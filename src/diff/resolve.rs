use indexmap::IndexMap;
use openapiv3::{Components, Parameter, ReferenceOr, RequestBody, Response, Schema};

/// A kind of object that may be referenced from `#/components/...`.
pub(super) trait Component: Sized {
    const PREFIX: &'static str;

    fn table(components: &Components) -> &IndexMap<String, ReferenceOr<Self>>;
}

impl Component for Parameter {
    const PREFIX: &'static str = "#/components/parameters/";

    fn table(components: &Components) -> &IndexMap<String, ReferenceOr<Self>> {
        &components.parameters
    }
}

impl Component for RequestBody {
    const PREFIX: &'static str = "#/components/requestBodies/";

    fn table(components: &Components) -> &IndexMap<String, ReferenceOr<Self>> {
        &components.request_bodies
    }
}

impl Component for Response {
    const PREFIX: &'static str = "#/components/responses/";

    fn table(components: &Components) -> &IndexMap<String, ReferenceOr<Self>> {
        &components.responses
    }
}

impl Component for Schema {
    const PREFIX: &'static str = "#/components/schemas/";

    fn table(components: &Components) -> &IndexMap<String, ReferenceOr<Self>> {
        &components.schemas
    }
}

fn lookup<'a, T: Component>(reference: &str, components: Option<&'a Components>) -> Option<&'a T> {
    let name = reference.strip_prefix(T::PREFIX)?;
    T::table(components?).get(name)?.as_item()
}

/// Follow one level of local `$ref`. External and chained references
/// resolve to `None` and are skipped by the caller.
pub(super) fn resolve<'a, T: Component>(
    r: &'a ReferenceOr<T>,
    components: Option<&'a Components>,
) -> Option<&'a T> {
    match r {
        ReferenceOr::Item(item) => Some(item),
        ReferenceOr::Reference { reference } => lookup(reference, components),
    }
}

pub(super) fn resolve_boxed<'a>(
    r: &'a ReferenceOr<Box<Schema>>,
    components: Option<&'a Components>,
) -> Option<&'a Schema> {
    match r {
        ReferenceOr::Item(item) => Some(item.as_ref()),
        ReferenceOr::Reference { reference } => lookup(reference, components),
    }
}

#### [Exercise prompt]
Scan the material above for the string "const" and report each line where you find it.

#### [Written answer]
    const PREFIX: &'static str;
    const PREFIX: &'static str = "#/components/parameters/";
    const PREFIX: &'static str = "#/components/requestBodies/";
    const PREFIX: &'static str = "#/components/responses/";
    const PREFIX: &'static str = "#/components/schemas/";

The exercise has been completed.